Sensor Error Handling
Sensors can suspend their functionality in certain cases to handle errors and ensure smooth functionality for the machine on which they are installed.
The sensor typically handles these error scenarios:
Collection issues
Sensor performance issues
CPU-related issues
In this topic:
Collection issues (all OS)
The Cybereason platform displays four possible sensor states that relate to collection functionality. Cybereason displays these states in the UI under the Sensors section of the System > Overview screen and/or in the installer file logs:
State in Cybereason UI |
State in Installer File |
Description |
|---|---|---|
Enabled |
ACTIVE_NORMAL |
The sensor actively collects data and transmits it to the server. |
Suspended |
ACTIVE_DELAYED |
The sensor has shut down automatically and has stopped collecting data for a period of time. |
Disabled |
INACTIVE |
The sensor’s data collection has been disabled. |
Service error |
N/A |
The sensor is connected to the Cybereason servers, however, due to an error, collection capabilities are affected. To identify sensors that are experiencing a service error:
The sensors that are visible in the search results are experiencing a service error. The number of sensors in the search results should match the number of sensors displayed next to Service error in the System > Overview screen. Sensors with a Service status of Up are not experiencing a service error. To resolve this error, restart the sensor or contact Technical Support. |
If the collection module on the sensor experiences problems, the sensor collection state changes to Suspended (ACTIVE_DELAYED) for an hour during which collection is stopped. The sensor maintains its connection to the server and receives actions from the server during this time. After this hour, the sensor returns to Enabled (ACTIVE_NORMAL) state.
When a sensor changes to the Suspended state, Endpoint Protection/NGAV features (like Anti-Ransomware and Anti-Malware) continue to function, but you cannot change sensor settings, and the sensor does not send data from these features to the server.

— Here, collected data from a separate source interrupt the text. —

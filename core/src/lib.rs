//! # HYDRUX CORE LIBRARY
//!
//! **CLIENT-SIDE COMPONENT RUNTIME**
//!
//! **ARCHITECTURE**: Scope tree resolving denotations into cached components,
//! a two-tier service processor registry and a push bridge feeding the same
//! evaluator
//! **GUARANTEE**: Expected failures are `Maybe` values, never panics
//! **CONCURRENCY**: Single-flight resolution on any tokio runtime

pub mod api;
pub mod application;
pub mod config;
pub mod denotation;
pub mod dispatch;
pub mod domain;
pub mod errors;
pub mod module;
mod platform;
pub mod push;
pub mod reason;
pub mod request;
pub mod scope;
pub mod session;
pub mod types;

Sensor performance issues (Windows only)
If multiple sensor shutdowns occur 10 times within 24 hours, the sensor enters Sensor safe mode for 30 min. During this time, the sensor’s MinionHost process stops running.
During Sensor safe mode:
For versions prior to 18.0:
The sensor does not maintain its connection to the server. The sensor appears Offline in the Sensors screen and you cannot interaction with the sensor during this time.
For versions 18.0+:
The sensor remains connected to the server and can receive and perform a limited number of actions (fetch logs and upgrade). In the Sensors screen, the collection state is Suspended (ACTIVE_DELAYED), meaning that collection is stopped.

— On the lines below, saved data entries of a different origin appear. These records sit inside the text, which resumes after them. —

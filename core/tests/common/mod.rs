#![allow(dead_code)]

use async_trait::async_trait;
use hydrux::api::*;
use parking_lot::Mutex;
use serde::Deserialize;
use std::sync::atomic::{AtomicUsize, Ordering};
use std::sync::Arc;
use std::time::Duration;

pub const TEST_MODULE: &str = "test-module";

pub fn init_logging() {
    let _ = env_logger::builder().is_test(true).try_init();
}

pub fn settings() -> HostSettings {
    HostSettings::new("http://localhost:8080/services", "ws://localhost:8080/websocket")
}

pub fn test_module() -> Arc<UxModule> {
    Arc::new(UxModule::new(TEST_MODULE, "test-module/index.js"))
}

#[derive(Default)]
pub struct Counters {
    pub controllers: AtomicUsize,
    pub widgets: AtomicUsize,
    pub failing_attempts: AtomicUsize,
    pub counting_supplier_calls: AtomicUsize,
    pub dialogs_created: AtomicUsize,
    pub dialogs_shown: AtomicUsize,
    pub dialogs_dropped: AtomicUsize,
}

impl Counters {
    pub fn get(counter: &AtomicUsize) -> usize {
        counter.load(Ordering::SeqCst)
    }
}

// **TEST DENOTATIONS**

#[derive(Debug)]
pub struct ControllerDenotation {
    pub module: Arc<UxModule>,
    pub scope: Option<Arc<ScopeDenotation>>,
}

impl ComponentDenotation for ControllerDenotation {
    fn type_signature(&self) -> &'static str {
        "test.Controller"
    }

    fn scope(&self) -> Option<&Arc<ScopeDenotation>> {
        self.scope.as_ref()
    }

    fn module(&self) -> Option<&Arc<UxModule>> {
        Some(&self.module)
    }
}

#[derive(Debug)]
pub struct WidgetDenotation {
    pub label: String,
    pub module: Arc<UxModule>,
    pub scope: Option<Arc<ScopeDenotation>>,
}

impl WidgetDenotation {
    pub fn new(label: &str, module: &Arc<UxModule>) -> Self {
        Self {
            label: label.to_string(),
            module: Arc::clone(module),
            scope: None,
        }
    }

    pub fn in_scope(mut self, scope: &Arc<ScopeDenotation>) -> Self {
        self.scope = Some(Arc::clone(scope));
        self
    }
}

impl ComponentDenotation for WidgetDenotation {
    fn type_signature(&self) -> &'static str {
        "test.Widget"
    }

    fn scope(&self) -> Option<&Arc<ScopeDenotation>> {
        self.scope.as_ref()
    }

    fn module(&self) -> Option<&Arc<UxModule>> {
        Some(&self.module)
    }
}

#[derive(Debug)]
pub struct FailingDenotation {
    pub module: Arc<UxModule>,
    pub fail_times: usize,
}

impl ComponentDenotation for FailingDenotation {
    fn type_signature(&self) -> &'static str {
        "test.Failing"
    }

    fn module(&self) -> Option<&Arc<UxModule>> {
        Some(&self.module)
    }
}

/// Domain supplier that records every call it answers.
#[derive(Debug)]
pub struct CountingDomainSupplier {
    pub module: Arc<UxModule>,
    pub domain: String,
}

impl ComponentDenotation for CountingDomainSupplier {
    fn type_signature(&self) -> &'static str {
        "test.CountingDomainSupplier"
    }

    fn module(&self) -> Option<&Arc<UxModule>> {
        Some(&self.module)
    }
}

#[derive(Debug)]
pub struct ConfirmDialogDenotation {
    pub module: Arc<UxModule>,
}

impl ComponentDenotation for ConfirmDialogDenotation {
    fn type_signature(&self) -> &'static str {
        "test.ConfirmDialog"
    }

    fn module(&self) -> Option<&Arc<UxModule>> {
        Some(&self.module)
    }
}

// **TEST COMPONENTS**

#[derive(Debug)]
pub struct CounterController {
    pub serial: usize,
}

#[derive(Debug)]
pub struct Widget {
    pub label: String,
    pub serial: usize,
    pub scope_path: String,
}

pub struct ConfirmDialog {
    pub serial: usize,
    counters: Arc<Counters>,
}

#[async_trait]
impl RequestDialog<Confirm> for ConfirmDialog {
    async fn show(&self, _context: &AttributeContext, request: Arc<Confirm>) -> Maybe<bool> {
        self.counters.dialogs_shown.fetch_add(1, Ordering::SeqCst);
        tokio::time::sleep(Duration::from_millis(1)).await;
        if request.question == "wait" {
            // Never answered.
            std::future::pending::<()>().await;
        }
        if request.question.is_empty() {
            return Err(Reason::new(ReasonKind::InvalidArgument, "Nothing to confirm"));
        }
        Ok(self.serial % 2 == 1)
    }
}

impl Drop for ConfirmDialog {
    fn drop(&mut self) {
        self.counters.dialogs_dropped.fetch_add(1, Ordering::SeqCst);
    }
}

// **TEST REQUESTS**

#[derive(Debug, Deserialize)]
#[serde(rename_all = "camelCase")]
pub struct Greet {
    pub name: String,
    #[serde(default)]
    pub service_id: Option<String>,
}

impl Greet {
    pub fn new(name: &str) -> Self {
        Self {
            name: name.to_string(),
            service_id: None,
        }
    }

    pub fn routed(name: &str, service_id: &str) -> Self {
        Self {
            name: name.to_string(),
            service_id: Some(service_id.to_string()),
        }
    }
}

impl ServiceRequest for Greet {
    fn type_signature(&self) -> &'static str {
        "test.Greet"
    }

    fn as_dispatchable(&self) -> Option<&dyn DispatchableRequest> {
        Some(self)
    }
}

impl DispatchableRequest for Greet {
    fn service_id(&self) -> Option<&str> {
        self.service_id.as_deref()
    }
}

impl Evaluable for Greet {
    type Response = String;
}

#[derive(Debug, Deserialize)]
pub struct Notify {
    pub text: String,
}

impl ServiceRequest for Notify {
    fn type_signature(&self) -> &'static str {
        "test.Notify"
    }
}

impl Evaluable for Notify {
    type Response = ();
}

#[derive(Debug)]
pub struct Confirm {
    pub question: String,
}

impl ServiceRequest for Confirm {
    fn type_signature(&self) -> &'static str {
        "test.Confirm"
    }
}

impl Evaluable for Confirm {
    type Response = bool;
}

// **TEST MODULE**

pub struct TestModule {
    counters: Arc<Counters>,
}

impl ModuleContract for TestModule {
    fn bind(&self, context: &mut ModuleBindingContext<'_>) -> Result<(), HxError> {
        let module_name = context.current_ux_module().name.clone();
        let binder = context.component_binder();

        let counters = Arc::clone(&self.counters);
        binder.bind_component(
            move |_denotation: Arc<ControllerDenotation>, _context: CreationContext| {
                let serial = counters.controllers.fetch_add(1, Ordering::SeqCst) + 1;
                async move { Ok::<_, HxError>(CounterController { serial }) }
            },
        );

        let counters = Arc::clone(&self.counters);
        binder.bind_component(
            move |denotation: Arc<WidgetDenotation>, context: CreationContext| {
                let counters = Arc::clone(&counters);
                async move {
                    tokio::time::sleep(Duration::from_millis(10)).await;
                    let serial = counters.widgets.fetch_add(1, Ordering::SeqCst) + 1;
                    Ok::<_, HxError>(Widget {
                        label: denotation.label.clone(),
                        serial,
                        scope_path: context.scope().scope_path(),
                    })
                }
            },
        );

        let counters = Arc::clone(&self.counters);
        binder.bind_component(
            move |denotation: Arc<FailingDenotation>, _context: CreationContext| {
                let attempt = counters.failing_attempts.fetch_add(1, Ordering::SeqCst) + 1;
                async move {
                    if attempt <= denotation.fail_times {
                        Err(HxError::Unsatisfied(Reason::failure(format!(
                            "attempt {} failed",
                            attempt
                        ))))
                    } else {
                        Ok(attempt)
                    }
                }
            },
        );

        let counters = Arc::clone(&self.counters);
        binder.bind_component(
            move |denotation: Arc<CountingDomainSupplier>, _context: CreationContext| {
                let counters = Arc::clone(&counters);
                async move {
                    let domain = denotation.domain.clone();
                    Ok::<_, HxError>(DomainSupplier::new(move || {
                        counters.counting_supplier_calls.fetch_add(1, Ordering::SeqCst);
                        std::future::ready(Ok::<_, Reason>(domain.clone()))
                    }))
                }
            },
        );

        let counters = Arc::clone(&self.counters);
        binder.bind_request_dialog::<ConfirmDialogDenotation, Confirm, ConfirmDialog, _, _>(
            move |_denotation: Arc<ConfirmDialogDenotation>, _context: CreationContext| {
                let counters = Arc::clone(&counters);
                async move {
                    let serial = counters.dialogs_created.fetch_add(1, Ordering::SeqCst) + 1;
                    Ok::<_, HxError>(ConfirmDialog { serial, counters })
                }
            },
        );

        context.load_css(&UxModule::new(module_name, "test-module/index.js"), "test.css");
        Ok(())
    }
}

// **SERVICES SESSION**

#[derive(Debug)]
pub struct MockSession {
    pub domain_id: String,
}

impl PersistenceSession for MockSession {
    fn domain_id(&self) -> &str {
        &self.domain_id
    }
}

pub struct MockRemoteFactory {
    domain_id: String,
}

impl RemoteSessionFactory for MockRemoteFactory {
    fn new_session(&self) -> Arc<dyn PersistenceSession> {
        Arc::new(MockSession {
            domain_id: self.domain_id.clone(),
        })
    }
}

pub struct MockServicesSession {
    codec: JsonRequestCodec,
    pub remote: ServiceEvaluator,
    pub access_requests: Mutex<Vec<String>>,
    pub service_requests: Mutex<Vec<String>>,
}

impl MockServicesSession {
    pub fn new() -> Self {
        Self {
            codec: JsonRequestCodec::new()
                .with::<Greet>("test.Greet")
                .with::<Notify>("test.Notify"),
            remote: ServiceEvaluator::new(),
            access_requests: Mutex::new(Vec::new()),
            service_requests: Mutex::new(Vec::new()),
        }
    }
}

#[async_trait]
impl ServicesSession for MockServicesSession {
    fn session_id(&self) -> String {
        "session-1".to_string()
    }

    fn evaluator(&self) -> ServiceEvaluator {
        self.remote.clone()
    }

    async fn access_session_factory(
        &self,
        access_id: &str,
    ) -> Result<Arc<dyn RemoteSessionFactory>, HxError> {
        self.access_requests.lock().push(access_id.to_string());
        Ok(Arc::new(MockRemoteFactory {
            domain_id: access_id.to_string(),
        }))
    }

    async fn service_session_factory(
        &self,
        external_id: &str,
    ) -> Result<Arc<dyn RemoteSessionFactory>, HxError> {
        self.service_requests.lock().push(external_id.to_string());
        Ok(Arc::new(MockRemoteFactory {
            domain_id: external_id.to_string(),
        }))
    }

    async fn decode_jse(&self, payload: &str) -> Result<DecodedEntity, HxError> {
        self.codec.decode(payload)
    }
}

// **FIXTURE**

pub struct Fixture {
    pub application: HxApplication,
    pub counters: Arc<Counters>,
    pub session: Arc<MockServicesSession>,
}

impl Fixture {
    pub fn new(root: Arc<ScopeDenotation>, settings: HostSettings) -> Self {
        init_logging();
        let counters = Arc::new(Counters::default());
        let session = Arc::new(MockServicesSession::new());
        let resolver = StaticModuleResolver::new().with_module(
            TEST_MODULE,
            Arc::new(TestModule {
                counters: Arc::clone(&counters),
            }),
        );
        let denotation = Arc::new(ApplicationDenotation::new("test-app", root).with_title("Test"));

        let application = HxApplication::new(
            denotation,
            settings,
            Arc::clone(&session) as Arc<dyn ServicesSession>,
            Arc::new(resolver),
        )
        .expect("valid application");

        Self {
            application,
            counters,
            session,
        }
    }

    pub async fn start(root: Arc<ScopeDenotation>, settings: HostSettings) -> Self {
        let fixture = Self::new(root, settings);
        fixture
            .application
            .initialize()
            .await
            .expect("root scope initializes");
        fixture
    }

    pub fn root(&self) -> HxScope {
        self.application.root_scope().expect("initialized")
    }
}

pub fn denote<D: ComponentDenotation>(denotation: D) -> Arc<dyn ComponentDenotation> {
    Arc::new(denotation)
}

During Sensor safe mode, Endpoint Protection/NGAV features (such as Anti-Ransomware and Anti-Malware) continue to function, but you cannot change feature settings, and the sensor does not send data from these features to the server.
After 30 minutes in safe mode, the sensor attempts to return to its normal functionality.
Sensor behavior when exceeding 5% RAM
On Windows machines that exceed minimum resource requirements, when a sensor exceeds 5% average RAM usage over a period of 30 seconds, or experiences a spike of over 15% RAM, the sensor behavior depends on factors such as how recently it previously crashed or stopped collection. In some cases, the sensor suspends or disables collection, and in others the sensor enters Sensor safe mode.
This behavior applies to the sensors that do not have any Endpoint Protection/NGAV settings enabled.